Daily Reflection
Disciples of Christ-Visalia
Hoesa 11: 8 "How can I give you up, Ephraim?
How can I hand you over, Israel? …..
…..My heart is changed within me;
all my compassion is aroused.
9 I will not carry out my fierce anger,
nor will I devastate Ephraim again.
For I am God, and not a human being—
the Holy One among you.
I will not come against their cities.
Theologians talk about whether or not God demands payment for sin. This is conversation is called atonement theory. Traditionally, Jesus died on the cross for our sins. Why? There had to be a sacrifice. In the cosmic balance for God to still be God, he had to ask for payment for our sins. Here is this scripture where God has laid out his accusations against Israel. Israel is found guilty and should be punished. Then God says, “How can I? I am not human, but I am God.” God breaks that balance.
When we think about justice, do we view justice from the point of view of God or from our own sense of justice? I will be talking about this, this weekend. But with the atonement, that divine algebra never really made sense to me. I sang the songs and the songs were good. However, as I thought about it…I don’t want Jesus to die for me. Those sins are mine and nobody should die for what I have done. I feel a little better about going against the grain of Christian tradition, because of this scripture. “I am God, not a human being.” It may make sense that somebody needs to pay the debt, but God owns, creates, and sets the rules if he does not need a sacrifice why does he need Jesus to stand in for me. I do not want God to die. I would gladly take the place of Jesus to let Jesus live. These were thoughts I had as a kid. They still linger, no theology class really worked through them. .

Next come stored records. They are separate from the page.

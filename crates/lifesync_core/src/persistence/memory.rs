//! In-memory storage slot with an optional byte quota.

use super::slot::{SlotError, SlotResult, StorageSlot};
use std::collections::BTreeMap;

/// Volatile slot store for tests and ephemeral sessions.
///
/// The quota applies to the sum of key and value lengths across all entries,
/// mirroring browser-style storage limits.
#[derive(Debug, Clone, Default)]
pub struct MemorySlot {
    entries: BTreeMap<String, String>,
    quarantined: Vec<QuarantinedDocument>,
    quota_bytes: Option<usize>,
}

/// A raw document set aside by [`StorageSlot::quarantine`].
#[derive(Debug, Clone, PartialEq, Eq)]
pub struct QuarantinedDocument {
    pub key: String,
    pub raw: String,
    pub reason: String,
}

impl MemorySlot {
    pub fn new() -> Self {
        Self::default()
    }

    /// Slot store pre-populated with one document.
    pub fn with_document(key: impl Into<String>, raw: impl Into<String>) -> Self {
        let mut slot = Self::new();
        slot.entries.insert(key.into(), raw.into());
        slot
    }

    pub fn with_quota(mut self, quota_bytes: usize) -> Self {
        self.quota_bytes = Some(quota_bytes);
        self
    }

    /// Raw stored document, bypassing any parsing.
    pub fn raw(&self, key: &str) -> Option<&str> {
        self.entries.get(key).map(String::as_str)
    }

    pub fn quarantined(&self) -> &[QuarantinedDocument] {
        &self.quarantined
    }

    fn used_bytes_without(&self, key: &str) -> usize {
        self.entries
            .iter()
            .filter(|(existing, _)| existing.as_str() != key)
            .map(|(existing, value)| existing.len() + value.len())
            .sum()
    }
}

impl StorageSlot for MemorySlot {
    fn read(&self, key: &str) -> SlotResult<Option<String>> {
        Ok(self.entries.get(key).cloned())
    }

    fn write(&mut self, key: &str, value: &str) -> SlotResult<()> {
        if let Some(limit) = self.quota_bytes {
            let required = self.used_bytes_without(key) + key.len() + value.len();
            if required > limit {
                return Err(SlotError::QuotaExceeded { limit, required });
            }
        }
        self.entries.insert(key.to_string(), value.to_string());
        Ok(())
    }

    fn remove(&mut self, key: &str) -> SlotResult<()> {
        self.entries.remove(key);
        Ok(())
    }

    fn quarantine(&mut self, key: &str, raw: &str, reason: &str) -> SlotResult<()> {
        self.quarantined.push(QuarantinedDocument {
            key: key.to_string(),
            raw: raw.to_string(),
            reason: reason.to_string(),
        });
        Ok(())
    }
}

Here is this line, God cannot punish. Why? He loves Israel. Can God punish me ultimately? How strong is God’s love for me? I am not saying that there is not a serious consequence to our sin, but ultimately where is that. In this story, God would let us off the hook on earth to judge us on the last day. I don’t think that is what is happening here. I might be a heretic, but OK.
The whole of Hosea is a love song of a jilted lover. God moves between rage to compassion. As I know the stories of Jesus, that heart of God beats to the rhythms of love. What I know of God from Genesis, Hosea, and Jesus is this. God created me. God loves me. God wants the best for me. He went so far to reach me as to leave the throne of heaven and come to earth as Jesus. When the world needed to be punished for killing God, Jesus said, “Forgive them they don’t know what they are doing?” What does God want? He wants those centurions nailing him to the tree. He desperately wants you and me. He will do anything for that, even if that means breaking the cosmic scales. For that kind of God who loves that much, I need to give my life to Him.
This idea of steadfast love, Hesed. Means that God’s love endures forever. God’s love endures all things. Does ‘all things’ mean my sin?
Do you believe that God really loves you?
If you do, how will you live that out in your life?
If you don’t, what will prove it to you? Can I help you experience that steadfast love?
How can you give you life to God who forgives all my sins, even the ones you will not speak out loud to anyone?
Will you give your life to that God who so loves you that He comes to you?